A large no-trespassing sign was posted by the state last week on one of Scarborough’s most popular sand beaches, making about three acres of Higgins Beach off-limits to people and their dogs through the remaining months of the piping plover nesting season.

Erected on Thursday, the sign, which is attached to two metal beams, warns trespassers that the area — a sandy point of beach adjacent to the Spurwink River — is owned by the Maine Department of Inland Fisheries and Wildlife and that the property is an endangered species nesting area. The protected area has also been staked and roped off.

Some Scarborough residents, already sensitive to the incident last year when a dog mauled a piping plover chick on Pine Point Beach, expressed concern that the sign might be the first step toward further restricting public access to Scarborough’s beaches.

State wildlife officials say that area on Higgins Beach has been roped off and staked since the 1980s to protect nesting piping plovers and that a sign declaring the area off-limits should not come as a surprise.

“I think more people are sensitive due to the issues the town has had with dog owners,” said Judy Camuso, director of DIF&W’s Wildlife Division.

Camuso said the sign is also a way to educate the public about the piping plover’s fragile nesting habitat. “We felt it was more visually appealing,” she added.


In the past, plovers on Higgins Beach have successfully reproduced, though last year the two breeding pairs were not successful, Camuso said.

Camuso said the area next to the river will remain off-limits to humans and dogs for about five months. The birds usually arrive in early April and stay until September, when they migrate south.

“Yes, indeed, the eastern end of Higgins Beach is now officially closed. Not just to off-leash dogs. Not just to leashed dogs. But, to us good ol’ human beings as well,” wrote Steve Hanley in his blog “ScarboroughBeachesAlert.” Hanley posted a photograph of the sign on his well known local website.
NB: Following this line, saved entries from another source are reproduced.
// Prompt text for the two model calls: field extraction and trend summary.

use crate::comparator::ComparisonResult;
use crate::document::DocumentHints;
use crate::error::Result;
use crate::schema::{FieldSchema, FieldSpec, COMPANY_FIELD, YEAR_FIELD};
use serde::Serialize;

pub const EXTRACTION_INSTRUCTIONS: &str = r#"
You are a Financial Data Extraction Specialist. Extract structured values from the document text below.

## EXTRACTION RULES
1. Extract ONLY numerical values for numeric fields (no currency symbols, no words).
2. All amounts are in actual currency units, not thousands or millions.
   - If a value is stated in thousands, multiply by 1,000.
   - If a value is stated in millions, multiply by 1,000,000.
3. Use null for any value you cannot find or are uncertain about. Never guess.
4. Report what the document states, even when totals look inconsistent.
5. Percentages are written in percent units (12.5 means 12.5%).

## OUTPUT FORMAT
Return EXACTLY ONE JSON object and nothing else: no markdown, no commentary.
Every field listed below must appear as a key. Each value is either:
- a bare value (number, string, or null), or
- an object {"value": <number|string|null>, "source": "<the line or label it came from>"}
You may add a top-level "confidence" key between 0.0 and 1.0.
"#;

pub const SUMMARY_INSTRUCTIONS: &str = r#"
You are a financial analyst. Write a year-over-year performance summary using ONLY the validated figures provided.

## RULES
- Do not invent numbers. Every figure you cite must appear in the table.
- `percent_delta` is already expressed in percent; `classification` already accounts for whether a decrease is good (costs) or bad (revenue).
- Fields marked `missing_in_period` were only reported in one year; mention them only if material.
- Fields marked `new_or_undefined` had a zero baseline, so no growth rate exists.

## STRUCTURE
1. REVENUE ANALYSIS: growth or decline and its size.
2. PROFITABILITY ANALYSIS: gross, operating and net results and margin changes.
3. KEY INSIGHTS: the most significant positive changes and the areas of concern.
4. OVERALL ASSESSMENT: two or three sentences.

Respond in plain prose with short section headings.
"#;

fn describe_field(field: &FieldSpec) -> String {
    let mut line = format!("- \"{}\" ({}", field.name, field.kind.label());
    if field.required {
        line.push_str(", required");
    }
    if let Some(derived) = &field.derived {
        line.push_str(&format!(", should equal {}", derived.formula.describe()));
    }
    line.push(')');
    if let Some(description) = &field.description {
        line.push_str(&format!(": look for {}", description));
    }
    line
}

/// Builds the extraction request for `schema`, embedding the document text verbatim.
pub fn build_extraction_prompt(
    schema: &FieldSchema,
    document_text: &str,
    hints: &DocumentHints,
) -> String {
    let mut prompt = String::from(EXTRACTION_INSTRUCTIONS);

    prompt.push_str(&format!(
        "\n## FIELDS ({} statement, schema version {})\n",
        schema.name, schema.version
    ));
    prompt.push_str(&format!(
        "- \"{}\" (text, required): exact company name from the document\n",
        COMPANY_FIELD
    ));
    prompt.push_str(&format!(
        "- \"{}\" (year, required): fiscal year of the statement as YYYY\n",
        YEAR_FIELD
    ));
    for field in &schema.fields {
        prompt.push_str(&describe_field(field));
        prompt.push('\n');
    }

    if hints.company_name.is_some() || hints.year.is_some() || hints.report_type.is_some() {
        prompt.push_str("\n## HINTS (verify against the document)\n");
        if let Some(company) = &hints.company_name {
            prompt.push_str(&format!("- Company: {}\n", company));
        }
        if let Some(year) = hints.year {
            prompt.push_str(&format!("- Year: {}\n", year));
        }
        if let Some(report_type) = &hints.report_type {
            prompt.push_str(&format!("- Report type: {}\n", report_type));
        }
    }

    prompt.push_str("\n## DOCUMENT TEXT\n<<<\n");
    prompt.push_str(document_text);
    prompt.push_str("\n>>>\n\nReturn only the JSON object:\n");
    prompt
}

#[derive(Serialize)]
struct SummaryRow<'a> {
    field: &'a str,
    baseline: Option<f64>,
    current: Option<f64>,
    absolute_delta: Option<f64>,
    percent_delta: Option<f64>,
    classification: String,
}

fn round2(value: f64) -> f64 {
    (value * 100.0).round() / 100.0
}

/// Builds the summary request from validated, already-compared figures only.
pub fn build_summary_prompt(result: &ComparisonResult) -> Result<String> {
    let rows: Vec<SummaryRow> = result
        .fields
        .values()
        .map(|c| SummaryRow {
            field: &c.field,
            baseline: c.baseline,
            current: c.current,
            absolute_delta: c.absolute_delta,
            percent_delta: c.percent_delta.map(|p| round2(p * 100.0)),
            classification: c.classification.to_string(),
        })
        .collect();
    let table = serde_json::to_string_pretty(&rows)?;

    Ok(format!(
        "{}\n## COMPANY\n{}\n\n## PERIODS\nBaseline: {}\nCurrent: {}\nFlat threshold: +/-{}%\n\n## FIGURES\n{}\n",
        SUMMARY_INSTRUCTIONS,
        result.company_name,
        result.baseline_year(),
        result.current_year(),
        round2(result.flat_threshold * 100.0),
        table
    ))
}

#[cfg(test)]
mod tests {
    use super::*;
    use crate::comparator::{compare, ComparisonConfig};
    use crate::record::FinancialRecord;
    use std::collections::BTreeMap;

    #[test]
    fn test_extraction_prompt_lists_every_field() {
        let schema = FieldSchema::general();
        let prompt = build_extraction_prompt(
            &schema,
            "Revenue 1,000",
            &DocumentHints {
                company_name: Some("ACME Corp".to_string()),
                year: Some(2023),
                report_type: None,
            },
        );

        for field in &schema.fields {
            assert!(prompt.contains(&format!("\"{}\"", field.name)));
        }
        assert!(prompt.contains("\"company_name\""));
        assert!(prompt.contains("should equal revenue - cogs"));
        assert!(prompt.contains("- Company: ACME Corp"));
        assert!(prompt.contains("Revenue 1,000"));
    }

    #[test]
    fn test_summary_prompt_contains_structured_deltas() {
        let record = |year, revenue| FinancialRecord {
            company_name: "Acme Corp".to_string(),
            year,
            schema_name: "general".to_string(),
            schema_version: "1".to_string(),
            values: BTreeMap::from([("revenue".to_string(), revenue)]),
            ..FinancialRecord::default()
        };
        let result = compare(
            &record(2022, 3_000_000.0),
            &record(2023, 4_000_000.0),
            &FieldSchema::general(),
            &ComparisonConfig::default(),
        )
        .unwrap();

        let prompt = build_summary_prompt(&result).unwrap();
        assert!(prompt.contains("Acme Corp"));
        assert!(prompt.contains("Baseline: 2022"));
        assert!(prompt.contains("\"percent_delta\": 33.33"));
        assert!(prompt.contains("\"classification\": \"improved\""));
    }
}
Hanley describes himself as a Scarborough resident who enjoys exercising his dog responsibly on the town’s beaches.

“The signage was startling,” Hanley said Monday night. “It’s very much a warning to stay away — everybody.”

Hanley views the sign as part of a “progression” by wildlife officials toward restricting public access to town beaches.


Suzanne Foley-Ferguson, a former town councilor who is also a member of an organization called Dog Owners of Greater Scarborough, said she is sympathetic toward the plight of the plovers but worries that federal and state wildlife officials may be taking the bird’s protection to the extreme.

“What I am concerned about is that this (no trespassing sign) is just step one toward closing all of Scarborough’s beaches,” she said.

Town Manager Tom Hall said residents and dog owners will be given an opportunity to debate the issue at an April 16 public hearing on proposed rules that would create protected areas on parts of Higgins, Ferry, Western and Pine Point beaches. The hearing will be followed on May 7 by a Town Council decision.

Last December, by a vote of 2,880 to 1,059, residents decided to keep the town’s existing restrictions, which ban dogs from beaches from 9 a.m. to 5 p.m. between June 15 and Sept. 15. During that same period, unleashed dogs are allowed on beaches from sunrise to 9 a.m. Only leashed dogs are allowed on beaches from 5 p.m. to sunrise.

The referendum vote overturned a Town Council decision to approve a year-round community leash law, which would have allowed dogs to run unleashed only in designated public areas such as dog parks. The town has no dog parks.